A figure leans in, dark and hidden, and a breathless voice hisses the Lisican greeting, the final syllable rising in hope. “Bontiik…?”

It is Katrina.

Mandy squeals and throws herself at her, pulling Katrina into the hut and squeezing her tight. The space is suddenly charged with everyone’s heat and movement, their exclamations and questions. They all have to hug Katrina, or at least touch her or pet her hair. For a long sweet interlude, it’s nothing but chatter and laughter and most of the sounds they make aren’t even words.

Finally they settle again. Katrina scans their faces. “Still no Amy? Blimey. Out somewhere in this storm? Poor dear. I hope the shamans are keeping her dry.”

“Jidadaa told us,” Alonso informs her, “that the shamans do not have her and neither she nor the golden childs know where Amy is. We are very worried. Very worried.”

“I mean… She’s an outdoors person, right? Probably living better than we are right now.”

“Where are the golden childs anyway? Have we seen them?”

“Oh, yeh.” Katrina points back out the door. “They’re out there a few houses down. Just watching. They’re kadánda dayadi, like the children of pollen. Don’t worry about them.”

“Why?” Triquet asks. “What does that mean?”

“So… From the beginning… They brought me to their village in the trees. Crazy place. Way up high in the redwoods. And they had this long ceremony to remove their masks up there. Lots of colored powders smeared on their skins then washed off. And when it was all over the bloke next to me took off his golden mask and he was just this guy. He introduced himself as Iwikanu. We were totally best buds. He took me to his parents’ house and they fed me some nice eggs and mash and his little sister couldn’t get over my pale white weirdness. Just like prodded me all night. She was so cute. But yeh. When he put his mask back on he wasn’t Iwikanu any more. They told me he transformed into an agent of the gods. The springtime god, to be exact. They’ve only got a couple more weeks of this before summer comes and the kadánda dayadi vanish like pollen on the wind.”

“So poetic.” Miriam unlaces Katrina’s shoes and peels off her socks for her. “And how did you learn all this?”

“Their chief speaks a bit of Russian. I learned so much. But here. Look. Check this out first.” Katrina holds up her prize, the sack that Iwikanu gifted her at the base of the tree. It is large and heavy and she is tired of carrying it.

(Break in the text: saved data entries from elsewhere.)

//! # xaas-content
//!
//! Loads the external content that backs each stack.
//!
//! Handles:
//! - **Item**: the [`ContentItem`](item::ContentItem) unit handed to the synthesizer.
//! - **Text**: one item per line of a UTF-8 text file.
//! - **Directory**: one item per file, tagged from a JSON sidecar mapping.
//! - **Source**: the descriptor selecting one of the above.
//!
//! Ingestion is all-or-nothing: a failure anywhere in a source yields an
//! error and no items.

pub mod directory;
pub mod item;
pub mod source;
pub mod text;

pub use item::{ContentItem, ContentKey, Payload, Tags};
pub use source::{ContentSource, ingest};
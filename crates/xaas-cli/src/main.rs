//! # xaas CLI
//!
//! Plans and synthesizes the resource graph of the serverless API, and
//! exercises the deployed functions locally.

mod commands;
mod output;

use clap::Parser;
use tracing_subscriber::EnvFilter;

use crate::commands::{Cli, LogFormat};

fn main() -> anyhow::Result<()> {
    let cli = Cli::parse();

    let subscriber = tracing_subscriber::fmt()
        .with_env_filter(EnvFilter::from_default_env())
        .with_writer(std::io::stderr);
    match cli.log_format {
        LogFormat::Text => subscriber.init(),
        LogFormat::Json => subscriber.json().init(),
    }

    commands::execute(cli)
}
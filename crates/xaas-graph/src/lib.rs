//! # xaas-graph
//!
//! Primitives for describing a graph of cloud resources without creating
//! any of them.
//!
//! Handles:
//! - **Kind**: the closed set of resource types the stacks declare.
//! - **Output**: references whose value only the provisioning engine can
//!   resolve, and the argument trees built from them.
//! - **Provisioner**: the boundary to the external provisioning engine,
//!   plus an in-memory recording implementation.
//! - **Graph**: dependency graph construction and topological ordering.
//! - **Bundle**: per-kind accumulator of every declared handle, with
//!   post-hoc validation helpers.

pub mod bundle;
pub mod graph;
pub mod kind;
pub mod output;
pub mod provisioner;

pub use bundle::{CountReport, ExpectedCount, InfrastructureBundle};
pub use graph::DependencyGraph;
pub use kind::ResourceKind;
pub use output::{Input, Output, Urn};
pub use provisioner::{Declaration, Provisioner, RecordingProvisioner, ResourceHandle};
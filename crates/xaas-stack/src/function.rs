//! Function deployment: role, baseline attachment, packaged code, role
//! policies, the function itself, and its gateway routes.

use std::collections::BTreeMap;
use std::path::PathBuf;

use serde::Serialize;
use xaas_common::constants;
use xaas_common::error::Result;
use xaas_common::types::HttpMethod;
use xaas_graph::{Declaration, Input, Output, ResourceHandle, ResourceKind};

use crate::context::BuildContext;
use crate::descriptor::ServedRoute;
use crate::packager::Packager;
use crate::policy::PolicyDocument;

/// A route bound to the function that serves it.
#[derive(Debug, Clone, PartialEq, Eq, Serialize)]
pub struct RouteDefinition {
    /// Request path.
    pub path: String,
    /// Request method.
    pub method: HttpMethod,
    /// Serving function.
    pub target: ResourceHandle,
}

/// Everything one deployed function consists of.
#[derive(Debug, Clone, Serialize)]
pub struct FunctionDeployment {
    /// Stack name.
    pub stack: String,
    /// Execution role.
    pub role: ResourceHandle,
    /// Baseline execution policy attachment.
    pub baseline: ResourceHandle,
    /// Attached role policies.
    pub policies: Vec<ResourceHandle>,
    /// The function.
    pub function: ResourceHandle,
    /// Packaged code artifact.
    pub artifact: PathBuf,
    /// Gateway-ready routes targeting the function.
    pub routes: Vec<RouteDefinition>,
}

/// Inputs of one deployment.
#[derive(Debug, Clone)]
pub struct FunctionRequest<'a> {
    /// Stack name.
    pub stack: &'a str,
    /// Composed policy documents.
    pub policies: Vec<PolicyDocument>,
    /// Environment variables.
    pub env: BTreeMap<String, Output>,
    /// Routes to bind to the function.
    pub routes: &'a [ServedRoute],
}

/// Deploys one function.
///
/// The function declaration depends explicitly on every role policy, so
/// it is never complete before its policies are.
///
/// # Errors
///
/// Returns [`xaas_common::error::XaasError::Build`] if packaging fails, or
/// [`xaas_common::error::XaasError::ResourceCreation`] if any declaration
/// is rejected.
pub fn deploy(
    ctx: &mut BuildContext<'_>,
    packager: &dyn Packager,
    request: FunctionRequest<'_>,
) -> Result<FunctionDeployment> {
    let prefix = ctx.name(&["lambda", request.stack]);

    let role = ctx.declare(
        Declaration::new(ResourceKind::Role, prefix.child("exec-role"))
            .arg("assumeRolePolicy", constants::ASSUME_ROLE_POLICY),
    )?;

    let baseline = ctx.declare(
        Declaration::new(
            ResourceKind::RolePolicyAttachment,
            role.name().child("cwpolicy"),
        )
        .arg("role", role.attr("name"))
        .arg("policyArn", constants::BASELINE_EXECUTION_POLICY_ARN),
    )?;

    let artifact = packager.compile(request.stack, ctx.config())?;

    let mut policies = Vec::with_capacity(request.policies.len());
    for policy in request.policies {
        policies.push(ctx.declare(
            Declaration::new(ResourceKind::RolePolicy, prefix.child(&policy.name_suffix))
                .arg("role", role.attr("name"))
                .arg("policy", policy.document),
        )?);
    }

    let variables = Input::map(request.env);
    let function = ctx.declare(
        Declaration::new(ResourceKind::Function, prefix)
            .arg("handler", constants::FUNCTION_HANDLER)
            .arg("role", role.arn())
            .arg("runtime", constants::FUNCTION_RUNTIME)
            .arg(
                "code",
                Input::map([("archive", artifact.display().to_string())]),
            )
            .arg("environment", Input::map([("variables", variables)]))
            .depends_on(&policies),
    )?;
    tracing::info!(
        stack = request.stack,
        function = %function.name(),
        policies = policies.len(),
        "function declared"
    );

    let routes = request
        .routes
        .iter()
        .map(|r| RouteDefinition {
            path: r.path.clone(),
            method: r.method,
            target: function.clone(),
        })
        .collect();

    Ok(FunctionDeployment {
        stack: request.stack.to_string(),
        role,
        baseline,
        policies,
        function,
        artifact,
        routes,
    })
}

#[cfg(test)]
mod tests {
    use std::path::Path;

    use xaas_common::config::ProjectConfig;
    use xaas_common::error::XaasError;
    use xaas_graph::RecordingProvisioner;

    use super::*;

    struct FixedPackager;

    impl Packager for FixedPackager {
        fn compile(&self, stack: &str, config: &ProjectConfig) -> Result<PathBuf> {
            Ok(config.artifact_path(stack))
        }
    }

    struct BrokenPackager;

    impl Packager for BrokenPackager {
        fn compile(&self, stack: &str, _config: &ProjectConfig) -> Result<PathBuf> {
            Err(XaasError::Build {
                stack: stack.to_string(),
                message: "compiler exploded".into(),
            })
        }
    }

    fn routes() -> Vec<ServedRoute> {
        vec![ServedRoute {
            path: "/facts".into(),
            method: HttpMethod::Get,
        }]
    }

    fn policy(suffix: &str) -> PolicyDocument {
        PolicyDocument {
            name_suffix: suffix.into(),
            document: Output::literal("{}"),
        }
    }

    #[test]
    fn function_depends_on_every_policy() {
        let config = ProjectConfig::derive("cat", Path::new("/proj"));
        let mut p = RecordingProvisioner::new();
        let mut ctx = BuildContext::new(&config, &mut p);
        let routes = routes();
        let deployment = deploy(
            &mut ctx,
            &FixedPackager,
            FunctionRequest {
                stack: "facts",
                policies: vec![policy("ddb-read-policy"), policy("extra-policy")],
                env: BTreeMap::from([("FACTS_TABLE_NAME".into(), Output::literal("t"))]),
                routes: &routes,
            },
        )
        .expect("deploy");
        drop(ctx);

        assert_eq!(deployment.role.name().as_str(), "caas-lambda-facts-exec-role");
        assert_eq!(
            deployment.baseline.name().as_str(),
            "caas-lambda-facts-exec-role-cwpolicy"
        );
        assert_eq!(deployment.function.name().as_str(), "caas-lambda-facts");
        assert_eq!(deployment.policies.len(), 2);
        for policy in &deployment.policies {
            assert!(p.graph().depends_on(deployment.function.urn(), policy.urn()));
        }
        assert_eq!(deployment.routes.len(), 1);
        assert_eq!(deployment.routes[0].target, deployment.function);

        let function = p.get(deployment.function.urn()).expect("declared");
        assert_eq!(function.args["runtime"].as_str(), Some("go1.x"));
        let vars = function.args["environment"].get("variables").expect("vars");
        assert_eq!(
            vars.get("FACTS_TABLE_NAME").and_then(Input::as_output),
            Some(&Output::literal("t"))
        );
    }

    #[test]
    fn packaging_failure_stops_before_function() {
        let config = ProjectConfig::derive("cat", Path::new("/proj"));
        let mut p = RecordingProvisioner::new();
        let mut ctx = BuildContext::new(&config, &mut p);
        let routes = routes();
        let err = deploy(
            &mut ctx,
            &BrokenPackager,
            FunctionRequest {
                stack: "facts",
                policies: vec![policy("ddb-read-policy")],
                env: BTreeMap::new(),
                routes: &routes,
            },
        )
        .expect_err("build error");
        assert!(matches!(err, XaasError::Build { .. }));
        let bundle = ctx.into_bundle();
        assert_eq!(bundle.count(ResourceKind::Function), 0);
        assert_eq!(bundle.count(ResourceKind::RolePolicy), 0);
        assert_eq!(bundle.count(ResourceKind::Role), 1);
    }

    #[test]
    fn rejected_role_is_resource_creation_error() {
        let config = ProjectConfig::derive("cat", Path::new("/proj"));
        let mut p = RecordingProvisioner::failing_on(ResourceKind::Role);
        let mut ctx = BuildContext::new(&config, &mut p);
        let err = deploy(
            &mut ctx,
            &FixedPackager,
            FunctionRequest {
                stack: "facts",
                policies: Vec::new(),
                env: BTreeMap::new(),
                routes: &[],
            },
        )
        .expect_err("rejected");
        assert!(matches!(err, XaasError::ResourceCreation { .. }));
    }
}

Jay goggles. “What the hell? What is that made of?” He grabs the sack. “This is like pigskin. Feels like some giant hairy NFL football. Ew. Where’d you get that?”

“There’s boars, Jay. On the island. One attacked me. That’s why he took me back to their village. I needed to help him carry—”

“I knew it!” Jay crows. “Remember when the bad village showed up and they had those cross-braces on their spears? I just knew there had to be big-game hunting! And what’s in here?”

“Go ahead and open it.”

Jay unfolds the irregular flaps of the sack to find ingots of raw flesh, gleaming and purple, inside. Dozens. “What the…? Oh, baby! We’re eating like kings tonight!”

The hut fills with their joyful clamor once again. Nobody is happier than Flavia. She grabs Katrina and kisses her face over and over. Jay hops up and down like a child at Christmas. Only Alonso sighs, doleful, and Triquet sees it. “Ah, what’s wrong, boss man? Not a pork guy?”

“I love it. But I miss my wine. It would pair so well.”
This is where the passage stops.